THE TASK
Line count for the string "response": give the number of lines in the data below that contain it, and nothing more.

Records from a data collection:
*****

//! The 5-tier pipeline itself.

use crate::raw_selector;
use std::sync::atomic::{AtomicU64, Ordering};
use std::sync::Arc;
use tracing::{debug, info};
use wayfarer_core_types::{Alternative, ElementRecord, ExecRoute, Intent, ResolutionResult, Selector, SelectorKind, Tier};
use wayfarer_driver::AiResolverCallback;
use wayfarer_framework_rules::Framework;
use wayfarer_knowledge_store::KnowledgeStore;

/// Tunables for the pipeline; defaults match §4.5 of the spec this crate
/// implements against.
#[derive(Debug, Clone, Copy)]
pub struct ResolverConfig {
    pub min_kb_confidence: f64,
    pub semantic_heuristic_threshold: f64,
    pub ai_confidence_cap: f64,
    pub max_context_bytes: usize,
    pub fallback_confidence: f64,
}

impl Default for ResolverConfig {
    fn default() -> Self {
        Self {
            min_kb_confidence: 0.5,
            semantic_heuristic_threshold: 0.7,
            ai_confidence_cap: 0.7,
            max_context_bytes: 5 * 1024,
            fallback_confidence: 0.4,
        }
    }
}

/// Per-tier hit counters for observability (surfaced in `RunMetrics`).
#[derive(Default)]
pub struct TierCounters {
    pub knowledge_base: AtomicU64,
    pub framework_rule: AtomicU64,
    pub heuristic: AtomicU64,
    pub ai: AtomicU64,
    pub fallback: AtomicU64,
    pub failed: AtomicU64,
}

impl TierCounters {
    fn record(&self, tier: Tier) {
        let counter = match tier {
            Tier::KnowledgeBase => &self.knowledge_base,
            Tier::FrameworkRule => &self.framework_rule,
            Tier::Heuristic => &self.heuristic,
            Tier::Ai => &self.ai,
            Tier::Fallback => &self.fallback,
            Tier::Failed => &self.failed,
        };
        counter.fetch_add(1, Ordering::Relaxed);
    }

    pub fn snapshot(&self) -> [(&'static str, u64); 6] {
        [
            ("knowledge_base", self.knowledge_base.load(Ordering::Relaxed)),
            ("framework_rule", self.framework_rule.load(Ordering::Relaxed)),
            ("heuristic", self.heuristic.load(Ordering::Relaxed)),
            ("ai", self.ai.load(Ordering::Relaxed)),
            ("fallback", self.fallback.load(Ordering::Relaxed)),
            ("failed", self.failed.load(Ordering::Relaxed)),
        ]
    }
}

/// What the caller supplies per resolution: the live page HTML (if already
/// captured), and the detected SPA framework (if any), so the resolver
/// never has to reach into the driver itself.
pub struct PageContext<'a> {
    pub html: Option<&'a str>,
    pub framework: Option<Framework>,
}

pub struct SelectorResolver {
    knowledge: Arc<KnowledgeStore>,
    ai: Option<Arc<dyn AiResolverCallback>>,
    config: ResolverConfig,
    counters: TierCounters,
}

impl SelectorResolver {
    pub fn new(knowledge: Arc<KnowledgeStore>, ai: Option<Arc<dyn AiResolverCallback>>, config: ResolverConfig) -> Self {
        Self { knowledge, ai, config, counters: TierCounters::default() }
    }

    pub fn counters(&self) -> &TierCounters {
        &self.counters
    }

    /// Resolve `raw_target` -- either a natural-language intent or an
    /// already-formed selector -- to a concrete locator.
    pub async fn resolve(&self, _route: &ExecRoute, domain: &str, page: &str, raw_target: &str, ctx: PageContext<'_>) -> ResolutionResult {
        let is_raw_selector = raw_selector::looks_like_selector(raw_target);
        let intent = if is_raw_selector {
            raw_selector::extract_intent(raw_target)
        } else {
            Intent::normalize(raw_target)
        };

        let mut alternatives: Vec<Alternative> = Vec::new();

        if let Some(result) = self.try_knowledge_base(domain, page, &intent, &mut alternatives) {
            self.counters.record(result.tier);
            return result;
        }

        if let Some(html) = ctx.html {
            if let Some(result) = self.try_heuristic_and_semantic(html, &intent, &mut alternatives) {
                self.counters.record(result.tier);
                return result;
            }
        }

        if let Some(result) = self.try_framework_rule(&intent, ctx.framework, &mut alternatives) {
            self.counters.record(result.tier);
            return result;
        }

        if let Some(result) = self.try_ai(&intent, ctx.html).await {
            self.counters.record(result.tier);
            return result;
        }

        if is_raw_selector {
            let selector = Selector::new(raw_target.to_string(), infer_kind(raw_target));
            let result = ResolutionResult::new(selector, self.config.fallback_confidence, Tier::Fallback)
                .with_alternatives(alternatives)
                .with_metadata("source", "raw_target");
            self.counters.record(result.tier);
            return result;
        }

        let result = self.fallback(&intent, alternatives);
        self.counters.record(result.tier);
        result
    }

    fn try_knowledge_base(&self, domain: &str, page: &str, intent: &Intent, alternatives: &mut Vec<Alternative>) -> Option<ResolutionResult> {
        let lookup = self.knowledge.lookup(domain, page, intent)?;
        let record: ElementRecord = lookup.record;
        let best = record.best()?;
        push_alternatives(alternatives, &record, Tier::KnowledgeBase);
        if best.confidence >= self.config.min_kb_confidence {
            debug!(domain, page, intent = intent.as_str(), confidence = best.confidence, "knowledge base hit");
            Some(
                ResolutionResult::new(best.selector.clone(), best.confidence, Tier::KnowledgeBase)
                    .with_alternatives(alternatives.clone())
                    .with_metadata("exact_match", lookup.exact.to_string()),
            )
        } else {
            None
        }
    }

    fn try_heuristic_and_semantic(&self, html: &str, intent: &Intent, alternatives: &mut Vec<Alternative>) -> Option<ResolutionResult> {
        let heuristic = wayfarer_heuristic_engine::scan(html, intent);
        let semantic = wayfarer_semantic_intel::scan_page(html, intent);

        for c in &heuristic {
            alternatives.push(Alternative { selector: c.selector.clone(), confidence: c.score, tier: Tier::Heuristic });
        }
        for m in &semantic {
            alternatives.push(Alternative { selector: m.selector.clone(), confidence: m.confidence, tier: Tier::Heuristic });
        }

        let best_heuristic = heuristic.iter().max_by(|a, b| a.score.partial_cmp(&b.score).unwrap());
        let best_semantic = semantic.iter().max_by(|a, b| a.confidence.partial_cmp(&b.confidence).unwrap());

        let threshold = self.config.semantic_heuristic_threshold;
        let semantic_qualifies = best_semantic.map(|m| m.confidence >= threshold).unwrap_or(false);
        let heuristic_qualifies = best_heuristic.map(|c| c.score >= threshold).unwrap_or(false);

        if !semantic_qualifies && !heuristic_qualifies {
            return None;
        }

        // Prefer a test-attribute selector even at a slightly lower score.
        let semantic_is_testid = best_semantic.map(|m| m.selector.value.contains("data-testid")).unwrap_or(false);
        let heuristic_is_testid = best_heuristic.map(|c| c.selector.value.contains("data-testid")).unwrap_or(false);

        let (selector, confidence) = match (semantic_qualifies, heuristic_qualifies) {
            (true, true) => {
                if heuristic_is_testid && !semantic_is_testid {
                    (best_heuristic.unwrap().selector.clone(), best_heuristic.unwrap().score)
                } else if semantic_is_testid && !heuristic_is_testid {
                    (best_semantic.unwrap().selector.clone(), best_semantic.unwrap().confidence)
                } else if best_semantic.unwrap().confidence >= best_heuristic.unwrap().score {
                    (best_semantic.unwrap().selector.clone(), best_semantic.unwrap().confidence)
                } else {
                    (best_heuristic.unwrap().selector.clone(), best_heuristic.unwrap().score)
                }
            }
            (true, false) => (best_semantic.unwrap().selector.clone(), best_semantic.unwrap().confidence),
            (false, true) => (best_heuristic.unwrap().selector.clone(), best_heuristic.unwrap().score),
            (false, false) => unreachable!(),
        };

        Some(ResolutionResult::new(selector, confidence, Tier::Heuristic).with_alternatives(alternatives.clone()))
    }

    fn try_framework_rule(&self, intent: &Intent, framework: Option<Framework>, alternatives: &mut Vec<Alternative>) -> Option<ResolutionResult> {
        let candidates = wayfarer_framework_rules::candidates(intent, framework);
        if candidates.is_empty() {
            return None;
        }
        for c in &candidates {
            alternatives.push(Alternative { selector: c.selector.clone(), confidence: c.relevance, tier: Tier::FrameworkRule });
        }
        let best = candidates.into_iter().max_by(|a, b| a.relevance.partial_cmp(&b.relevance).unwrap())?;
        Some(ResolutionResult::new(best.selector, best.relevance, Tier::FrameworkRule).with_alternatives(alternatives.clone()))
    }

    async fn try_ai(&self, intent: &Intent, html: Option<&str>) -> Option<ResolutionResult> {
        let ai = self.ai.as_ref()?;
        let page_snippet = html.map(|h| truncate_bytes(h, self.config.max_context_bytes)).unwrap_or_default();
        let request = wayfarer_driver::AiResolutionRequest {
            intent: intent.as_str().to_string(),
            page_snippet,
            available_ids: Vec::new(),
            context_kv: Default::default(),
        };
        let response = ai.resolve(request).await?;
        let confidence = response.confidence.min(self.config.ai_confidence_cap);
        info!(intent = intent.as_str(), confidence, "ai-assisted resolution");
        let alternatives = response
            .alternatives
            .into_iter()
            .map(|s| Alternative { selector: s, confidence, tier: Tier::Ai })
            .collect();
        Some(
            ResolutionResult::new(response.selector, confidence, Tier::Ai)
                .with_alternatives(alternatives)
                .with_metadata("ai_assisted", "true"),
        )
    }

    fn fallback(&self, intent: &Intent, alternatives: Vec<Alternative>) -> ResolutionResult {
        if intent.is_empty() {
            return ResolutionResult::failed();
        }
        let token = intent.tokens().join("-");
        let selector = Selector::new(format!("[id*=\"{token}\"], [name*=\"{token}\"], button:has-text(\"{token}\")"), SelectorKind::Css);
        ResolutionResult::new(selector, self.config.fallback_confidence, Tier::Fallback).with_alternatives(alternatives)
    }
}

fn push_alternatives(alternatives: &mut Vec<Alternative>, record: &ElementRecord, tier: Tier) {
    for entry in &record.selectors {
        alternatives.push(Alternative { selector: entry.selector.clone(), confidence: entry.confidence, tier });
    }
}

fn truncate_bytes(s: &str, max: usize) -> String {
    if s.len() <= max {
        s.to_string()
    } else {
        s.chars().take(max).collect()
    }
}

fn infer_kind(target: &str) -> SelectorKind {
    if target.starts_with("//") || target.starts_with("(//") {
        SelectorKind::Xpath
    } else {
        SelectorKind::Css
    }
}

#[cfg(test)]
mod tests {
    use super::*;
    use wayfarer_core_types::PageKey;

    fn route() -> ExecRoute {
        ExecRoute::main_frame("s", "p")
    }

    #[tokio::test]
    async fn knowledge_base_hit_short_circuits_pipeline() {
        let store = Arc::new(KnowledgeStore::new());
        store.record_outcome("example.com", "/login", "click_login_button", &Selector::testid("login-btn"), true, "kb", false);
        let resolver = SelectorResolver::new(store, None, ResolverConfig::default());

        let result = resolver
            .resolve(&route(), "example.com", "/login", "click the login button", PageContext { html: None, framework: None })
            .await;

        assert_eq!(result.tier, Tier::KnowledgeBase);
        assert_eq!(result.selector.unwrap().value, "login-btn");
    }

    #[tokio::test]
    async fn heuristic_tier_used_when_kb_empty_and_html_present() {
        let store = Arc::new(KnowledgeStore::new());
        let resolver = SelectorResolver::new(store, None, ResolverConfig::default());
        let html = r#"<button data-testid="checkout-btn">Checkout</button>"#;

        let result = resolver
            .resolve(&route(), "shop.com", "/cart", "click checkout", PageContext { html: Some(html), framework: None })
            .await;

        assert_eq!(result.tier, Tier::Heuristic);
    }

    #[tokio::test]
    async fn framework_tier_used_without_html() {
        let store = Arc::new(KnowledgeStore::new());
        let resolver = SelectorResolver::new(store, None, ResolverConfig::default());

        let result = resolver
            .resolve(&route(), "shop.com", "/cart", "click submit button", PageContext { html: None, framework: Some(Framework::MaterialUi) })
            .await;

        assert_eq!(result.tier, Tier::FrameworkRule);
    }

    #[tokio::test]
    async fn falls_back_when_nothing_else_matches() {
        let store = Arc::new(KnowledgeStore::new());
        let resolver = SelectorResolver::new(store, None, ResolverConfig::default());

        let result = resolver
            .resolve(&route(), "shop.com", "/cart", "do something nobody taught me", PageContext { html: None, framework: None })
            .await;

        assert_eq!(result.tier, Tier::Fallback);
    }

    #[tokio::test]
    async fn raw_selector_target_used_as_last_resort() {
        let store = Arc::new(KnowledgeStore::new());
        let resolver = SelectorResolver::new(store, None, ResolverConfig::default());

        let result = resolver
            .resolve(&route(), "shop.com", "/cart", "#totally-unseen-button", PageContext { html: None, framework: None })
            .await;

        assert_eq!(result.selector.unwrap().value, "#totally-unseen-button");
    }

    #[test]
    fn page_key_helper_still_formats_as_expected() {
        assert_eq!(PageKey::new("a.com", "/x").to_string(), "a.com/x");
    }
}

*****

REPLY
4